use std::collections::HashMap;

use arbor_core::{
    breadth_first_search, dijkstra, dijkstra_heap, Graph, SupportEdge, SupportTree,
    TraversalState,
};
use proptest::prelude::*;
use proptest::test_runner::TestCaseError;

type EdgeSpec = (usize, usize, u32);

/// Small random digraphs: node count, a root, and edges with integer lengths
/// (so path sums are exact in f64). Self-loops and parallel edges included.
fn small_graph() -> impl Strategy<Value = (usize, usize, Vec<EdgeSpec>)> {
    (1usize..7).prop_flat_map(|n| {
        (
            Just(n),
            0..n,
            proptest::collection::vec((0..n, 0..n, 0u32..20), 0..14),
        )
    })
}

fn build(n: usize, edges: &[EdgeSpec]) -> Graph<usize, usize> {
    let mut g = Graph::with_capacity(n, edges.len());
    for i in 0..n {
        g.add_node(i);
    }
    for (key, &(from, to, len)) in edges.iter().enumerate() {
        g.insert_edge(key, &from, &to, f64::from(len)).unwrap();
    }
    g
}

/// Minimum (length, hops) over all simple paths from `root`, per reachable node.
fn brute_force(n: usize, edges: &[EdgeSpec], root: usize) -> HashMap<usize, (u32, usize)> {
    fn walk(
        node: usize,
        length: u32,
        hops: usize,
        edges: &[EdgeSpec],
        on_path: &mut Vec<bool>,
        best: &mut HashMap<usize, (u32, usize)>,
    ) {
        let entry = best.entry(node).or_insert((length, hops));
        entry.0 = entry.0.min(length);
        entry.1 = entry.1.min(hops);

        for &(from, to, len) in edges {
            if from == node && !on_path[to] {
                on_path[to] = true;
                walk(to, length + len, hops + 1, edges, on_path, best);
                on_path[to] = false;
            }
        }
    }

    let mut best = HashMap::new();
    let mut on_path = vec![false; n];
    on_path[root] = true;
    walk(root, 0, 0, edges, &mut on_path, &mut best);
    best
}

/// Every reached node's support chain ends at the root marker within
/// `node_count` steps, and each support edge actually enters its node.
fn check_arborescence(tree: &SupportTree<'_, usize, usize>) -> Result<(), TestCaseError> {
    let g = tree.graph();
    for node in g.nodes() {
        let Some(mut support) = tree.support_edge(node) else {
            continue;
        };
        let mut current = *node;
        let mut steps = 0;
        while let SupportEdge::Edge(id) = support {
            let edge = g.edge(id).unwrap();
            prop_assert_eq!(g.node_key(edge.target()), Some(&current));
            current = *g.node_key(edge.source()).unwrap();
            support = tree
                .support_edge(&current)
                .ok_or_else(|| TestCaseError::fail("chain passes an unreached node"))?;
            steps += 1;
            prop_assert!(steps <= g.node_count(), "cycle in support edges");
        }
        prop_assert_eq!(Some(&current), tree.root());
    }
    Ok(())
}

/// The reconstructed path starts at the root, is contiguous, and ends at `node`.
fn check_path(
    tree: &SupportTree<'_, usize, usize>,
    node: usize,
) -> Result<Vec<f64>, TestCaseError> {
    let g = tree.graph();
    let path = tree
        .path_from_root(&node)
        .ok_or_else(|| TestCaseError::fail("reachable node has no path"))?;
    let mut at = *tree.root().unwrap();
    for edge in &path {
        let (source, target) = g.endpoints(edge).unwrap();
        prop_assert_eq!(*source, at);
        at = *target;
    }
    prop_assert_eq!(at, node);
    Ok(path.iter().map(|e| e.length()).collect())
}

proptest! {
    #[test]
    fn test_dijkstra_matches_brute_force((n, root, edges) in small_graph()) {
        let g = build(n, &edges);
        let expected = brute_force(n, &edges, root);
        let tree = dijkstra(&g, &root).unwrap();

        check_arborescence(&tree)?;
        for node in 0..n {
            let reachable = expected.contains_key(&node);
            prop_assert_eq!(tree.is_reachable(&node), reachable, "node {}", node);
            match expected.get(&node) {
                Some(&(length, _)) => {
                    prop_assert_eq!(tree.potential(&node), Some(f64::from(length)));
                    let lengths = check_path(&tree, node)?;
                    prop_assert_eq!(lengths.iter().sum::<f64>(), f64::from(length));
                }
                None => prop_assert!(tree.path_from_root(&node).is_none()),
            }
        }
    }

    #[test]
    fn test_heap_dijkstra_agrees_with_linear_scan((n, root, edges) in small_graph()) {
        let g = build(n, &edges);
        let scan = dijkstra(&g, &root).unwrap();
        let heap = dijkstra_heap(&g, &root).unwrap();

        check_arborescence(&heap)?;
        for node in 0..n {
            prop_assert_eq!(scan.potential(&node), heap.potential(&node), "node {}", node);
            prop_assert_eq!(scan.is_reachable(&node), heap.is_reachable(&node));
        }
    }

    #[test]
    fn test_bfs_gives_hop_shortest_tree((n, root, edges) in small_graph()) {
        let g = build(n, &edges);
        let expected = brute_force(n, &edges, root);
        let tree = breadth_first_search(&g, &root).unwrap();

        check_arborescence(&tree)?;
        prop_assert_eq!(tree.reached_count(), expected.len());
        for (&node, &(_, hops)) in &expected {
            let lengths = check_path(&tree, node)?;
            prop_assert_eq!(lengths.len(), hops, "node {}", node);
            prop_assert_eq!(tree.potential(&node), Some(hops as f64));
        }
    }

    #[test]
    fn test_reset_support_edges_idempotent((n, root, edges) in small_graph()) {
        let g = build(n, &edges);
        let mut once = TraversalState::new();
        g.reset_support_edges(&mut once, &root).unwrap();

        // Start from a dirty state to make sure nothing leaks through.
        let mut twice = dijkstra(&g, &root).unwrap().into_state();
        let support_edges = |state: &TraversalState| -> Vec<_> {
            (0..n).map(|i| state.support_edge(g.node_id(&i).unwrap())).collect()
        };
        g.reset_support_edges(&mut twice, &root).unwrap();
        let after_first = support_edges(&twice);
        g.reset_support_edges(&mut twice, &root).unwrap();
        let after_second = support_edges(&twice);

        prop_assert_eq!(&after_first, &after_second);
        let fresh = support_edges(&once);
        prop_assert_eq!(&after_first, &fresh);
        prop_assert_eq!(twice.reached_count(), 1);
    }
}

--

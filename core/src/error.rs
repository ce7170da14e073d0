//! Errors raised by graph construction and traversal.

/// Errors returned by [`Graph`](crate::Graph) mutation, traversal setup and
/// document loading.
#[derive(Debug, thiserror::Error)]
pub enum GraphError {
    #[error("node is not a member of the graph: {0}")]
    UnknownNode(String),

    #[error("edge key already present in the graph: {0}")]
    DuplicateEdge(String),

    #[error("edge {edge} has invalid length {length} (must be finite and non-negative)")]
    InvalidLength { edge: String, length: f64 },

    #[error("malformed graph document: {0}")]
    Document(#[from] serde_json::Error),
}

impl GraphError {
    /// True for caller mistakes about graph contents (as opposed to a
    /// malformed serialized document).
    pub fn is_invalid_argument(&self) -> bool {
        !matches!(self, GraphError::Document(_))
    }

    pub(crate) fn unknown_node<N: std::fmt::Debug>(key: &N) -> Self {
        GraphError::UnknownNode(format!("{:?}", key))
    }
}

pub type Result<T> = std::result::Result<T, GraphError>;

==

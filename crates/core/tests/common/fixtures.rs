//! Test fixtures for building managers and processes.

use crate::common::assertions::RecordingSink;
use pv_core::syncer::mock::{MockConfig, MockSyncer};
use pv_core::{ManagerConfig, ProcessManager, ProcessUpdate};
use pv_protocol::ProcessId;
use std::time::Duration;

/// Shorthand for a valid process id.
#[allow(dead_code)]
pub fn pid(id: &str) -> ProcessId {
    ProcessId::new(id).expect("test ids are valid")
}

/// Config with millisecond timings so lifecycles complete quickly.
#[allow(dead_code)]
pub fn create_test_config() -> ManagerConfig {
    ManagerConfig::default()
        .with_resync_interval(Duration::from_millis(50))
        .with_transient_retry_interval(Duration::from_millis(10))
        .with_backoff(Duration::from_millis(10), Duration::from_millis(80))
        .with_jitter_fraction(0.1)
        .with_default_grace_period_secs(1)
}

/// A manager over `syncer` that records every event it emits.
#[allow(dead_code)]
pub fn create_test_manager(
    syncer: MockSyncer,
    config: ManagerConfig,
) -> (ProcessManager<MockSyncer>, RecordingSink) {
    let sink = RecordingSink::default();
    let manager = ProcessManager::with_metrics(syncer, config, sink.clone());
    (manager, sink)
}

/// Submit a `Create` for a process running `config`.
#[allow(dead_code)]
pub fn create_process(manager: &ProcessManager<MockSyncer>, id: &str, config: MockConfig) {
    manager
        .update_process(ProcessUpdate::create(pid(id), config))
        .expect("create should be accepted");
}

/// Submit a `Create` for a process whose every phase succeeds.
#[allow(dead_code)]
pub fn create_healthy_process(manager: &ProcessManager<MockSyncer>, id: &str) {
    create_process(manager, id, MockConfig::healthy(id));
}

**Assigned task**
Working from the entries above, filter out every line that lacks "Duration" and copy what remains.

**Result of this task**
use std::time::Duration;
        .with_resync_interval(Duration::from_millis(50))
        .with_transient_retry_interval(Duration::from_millis(10))
        .with_backoff(Duration::from_millis(10), Duration::from_millis(80))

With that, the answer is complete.